*What this task involves*
Please report how many lines in these records contain the string "UnsortedLevels", and give nothing besides the number.
· · · · ·
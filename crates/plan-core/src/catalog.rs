//! Building cost catalog: immutable level→cost tables, loaded once at startup
//! and passed by reference to every engine call.

use crate::resources::ResourceVector;
use serde::{Deserialize, Serialize};
use std::collections::BTreeSet;
use std::fmt;
use thiserror::Error;

/// Building identifier as used on the game pages, e.g. "townHall".
#[derive(Clone, Debug, PartialEq, Eq, PartialOrd, Ord, Hash, Serialize, Deserialize)]
pub struct BuildingId(pub String);

impl BuildingId {
    /// Borrowed id string.
    pub fn as_str(&self) -> &str {
        &self.0
    }
}

impl From<&str> for BuildingId {
    fn from(id: &str) -> Self {
        BuildingId(id.to_string())
    }
}

impl From<String> for BuildingId {
    fn from(id: String) -> Self {
        BuildingId(id)
    }
}

impl fmt::Display for BuildingId {
    fn fmt(&self, f: &mut fmt::Formatter<'_>) -> fmt::Result {
        f.pad(&self.0)
    }
}

/// Cost of reaching one specific level.
#[derive(Clone, Debug, PartialEq, Eq, Serialize, Deserialize)]
pub struct LevelCost {
    pub level: u16,
    pub cost: ResourceVector,
}

/// One building's cost table, ordered by strictly increasing level.
///
/// Levels may have gaps; a missing row simply contributes nothing when a
/// range over it is summed.
#[derive(Clone, Debug, PartialEq, Eq, Serialize, Deserialize)]
#[serde(rename_all = "camelCase")]
pub struct BuildingDefinition {
    pub building_id: BuildingId,
    pub display_name: String,
    pub levels: Vec<LevelCost>,
}

impl BuildingDefinition {
    /// Cost row for exactly `level`, if one is defined.
    pub fn level_cost(&self, level: u16) -> Option<&ResourceVector> {
        self.levels
            .iter()
            .find(|row| row.level == level)
            .map(|row| &row.cost)
    }

    /// Rows with level in the half-open range `(current, target]`.
    pub fn rows_between(
        &self,
        current: u16,
        target: u16,
    ) -> impl Iterator<Item = &LevelCost> + '_ {
        self.levels
            .iter()
            .filter(move |row| row.level > current && row.level <= target)
    }

    /// Highest defined level, or 0 for an empty table.
    pub fn max_level(&self) -> u16 {
        self.levels.last().map(|row| row.level).unwrap_or(0)
    }
}

/// Errors raised while constructing or parsing a catalog.
#[derive(Debug, Error)]
pub enum CatalogError {
    /// Two definitions share one building id.
    #[error("duplicate building id: {0}")]
    DuplicateBuilding(BuildingId),
    /// Cost rows start at level 1; level 0 is the empty plot.
    #[error("building {0} has a cost row for level 0")]
    ZeroLevel(BuildingId),
    /// Level order must be strictly increasing within a building.
    #[error("building {building} levels out of order: {level} after {previous}")]
    UnsortedLevels {
        building: BuildingId,
        level: u16,
        previous: u16,
    },
    /// The catalog JSON did not parse.
    #[error("catalog JSON: {0}")]
    Parse(#[from] serde_json::Error),
}

/// Immutable building cost catalog.
#[derive(Clone, Debug, PartialEq, Eq)]
pub struct Catalog {
    buildings: Vec<BuildingDefinition>,
}

impl Catalog {
    /// Validates and freezes a set of building definitions.
    pub fn new(buildings: Vec<BuildingDefinition>) -> Result<Self, CatalogError> {
        let mut seen: BTreeSet<&BuildingId> = BTreeSet::new();
        for building in &buildings {
            if !seen.insert(&building.building_id) {
                return Err(CatalogError::DuplicateBuilding(building.building_id.clone()));
            }
            let mut previous = 0u16;
            for row in &building.levels {
                if row.level == 0 {
                    return Err(CatalogError::ZeroLevel(building.building_id.clone()));
                }
                if row.level <= previous {
                    return Err(CatalogError::UnsortedLevels {
                        building: building.building_id.clone(),
                        level: row.level,
                        previous,
                    });
                }
                previous = row.level;
            }
        }
        Ok(Self { buildings })
    }

    /// Parses the camelCase JSON list produced by the catalog export.
    ///
    /// Negative cost values clamp to zero; an empty display name falls back
    /// to the building id.
    pub fn from_json_str(json: &str) -> Result<Self, CatalogError> {
        let raw: Vec<RawBuilding> = serde_json::from_str(json)?;
        Self::new(raw.into_iter().map(RawBuilding::into_definition).collect())
    }

    /// Looks up a building by id.
    pub fn building(&self, id: &BuildingId) -> Option<&BuildingDefinition> {
        self.buildings.iter().find(|b| &b.building_id == id)
    }

    /// All definitions, in catalog order.
    pub fn buildings(&self) -> &[BuildingDefinition] {
        &self.buildings
    }

    /// Number of buildings in the catalog.
    pub fn len(&self) -> usize {
        self.buildings.len()
    }

    /// True when the catalog defines no buildings.
    pub fn is_empty(&self) -> bool {
        self.buildings.is_empty()
    }
}

#[derive(Debug, Deserialize)]
#[serde(rename_all = "camelCase")]
struct RawBuilding {
    building_id: String,
    #[serde(default)]
    display_name: String,
    #[serde(default)]
    levels: Vec<RawLevel>,
}

#[derive(Debug, Deserialize)]
#[serde(rename_all = "camelCase")]
struct RawLevel {
    level: u16,
    #[serde(default)]
    cost: RawCost,
}

#[derive(Debug, Default, Deserialize)]
struct RawCost {
    #[serde(default)]
    wood: i64,
    #[serde(default)]
    wine: i64,
    #[serde(default)]
    marble: i64,
    #[serde(default)]
    crystal: i64,
    #[serde(default)]
    sulfur: i64,
}

impl RawBuilding {
    fn into_definition(self) -> BuildingDefinition {
        let display_name = if self.display_name.is_empty() {
            self.building_id.clone()
        } else {
            self.display_name
        };
        BuildingDefinition {
            building_id: BuildingId(self.building_id),
            display_name,
            levels: self
                .levels
                .into_iter()
                .map(|row| LevelCost {
                    level: row.level,
                    cost: row.cost.clamped(),
                })
                .collect(),
        }
    }
}

impl RawCost {
    fn clamped(self) -> ResourceVector {
        fn nn(v: i64) -> u64 {
            v.max(0) as u64
        }
        ResourceVector::new(
            nn(self.wood),
            nn(self.wine),
            nn(self.marble),
            nn(self.crystal),
            nn(self.sulfur),
        )
    }
}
· · · · ·
*Completed task*
2